Los Angeles Superior Court Judge Barbara Johnson did not immediately rule on any of the issues raised by Angelique Fawcette, a producer and actress based in Ventura County who also is seeking a new judge in the case. Instead, Johnson set a Sept. 10 hearing on whether Fawcette has a legal right to ask Johnson to remove herself from the case.

Last week, the co-conservators filed court papers stating that a geriatrician who examined Nichols concluded that she suffers from “moderate, progressive dementia.” But Fawcette says Nichols can manage her affairs with the help of a regular assistant.

On May 14, Johnson named four individuals to serve as temporary co-conservators of Nichols. The judge said she granted the petition brought by Nichols’ son, Kyle Johnson, even though she was concerned about the potential cost of the conservatorship to the Nichols estate.

The temporary conservators — Norine Boehmer, Dawn Mills, Susan Ghormley and Leandra McCormick — are “professional fiduciaries” whose full-time job is to take care of the money or other assets of another person. Johnson said they will remain Nichols’ temporary co-conservators at least until Sept. 19.

But Fawcette, who states in her court papers that she met Nichols in 2012 while casting a film, says her friend does not need a conservator and that she can still perform such routine tasks as showering, dressing, putting on makeup and traveling to conventions without assistance.

“Nichelle requires only limited assistance with some of the activities of daily living, which can be provided by a caregiver, assistant or myself,” according to Fawcette.

On Aug. 8, the temporary co-conservators filed court papers stating that Dr. Meena Makhijani, a Woodland Hills geriatrician, concluded that Nichols lacks the mental capacity to consent to any form of medical treatment and that the actress had been prescribed 12.5 milligrams of a dementia medication daily “as needed for agitation.”

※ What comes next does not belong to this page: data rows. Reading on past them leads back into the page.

//! Triage error types
//!
//! Degenerate inputs (no tags, no knowledge-base hits, no free agent,
//! escalating a terminal ticket) are ordinary values in this crate. Only
//! malformed input and infrastructure faults end up here.

use std::path::PathBuf;
use thiserror::Error;

/// Result type alias for triage operations
pub type TriageResult<T> = Result<T, TriageError>;

/// Errors surfaced by the triage engine
#[derive(Debug, Error)]
pub enum TriageError {
    /// Chat session is missing a required field
    #[error("Invalid chat session: missing {field}")]
    InvalidSession { field: &'static str },

    /// Agent id not present in the directory
    #[error("Agent not found: {agent_id}")]
    AgentNotFound { agent_id: String },

    /// A shared lock was poisoned by a panicking holder
    #[error("Lock poisoned: {resource}")]
    LockPoisoned { resource: &'static str },

    /// Configuration could not be loaded or was out of range
    #[error("Configuration error: {message}")]
    Config { message: String },

    /// Config file could not be read
    #[error("Failed to read {path}: {source}")]
    ConfigRead {
        path: PathBuf,
        #[source]
        source: std::io::Error,
    },

    /// JSON serialization/deserialization error
    #[error("JSON error: {0}")]
    Json(#[from] serde_json::Error),

    /// TOML deserialization error
    #[error("TOML error: {0}")]
    Toml(#[from] toml::de::Error),
}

But according to Fawcette, Nichols’ ability to recall matters is not seriously impaired.

“I did not observe that Nichelle has any significant memory issues that would prevent her from managing her own business, financial and/or personal affairs,” according to Fawcette.

She also said in a sworn declaration that Johnson, whom she met in 2013, appeared to care little about his mother’s health or well-being.

“I know that Kyle rarely visits Nichelle, if at all,” according to Fawecette.

Fawcette submitted for court review a video which she said demonstrates that Nichols travels to “Star Trek” conventions and still gets excited to meet fans and sign autographs.

Nichols also talks in the video about her conflicts with Johnson over her desire to keep working and how he “does not understand her love for her career,” according to Fawcette.

“As late as March 2017, (Johnson) told (Nichols) that he `can’t wait to get rid of her (expletive) and sell her house and property,”’ Fawcette alleges.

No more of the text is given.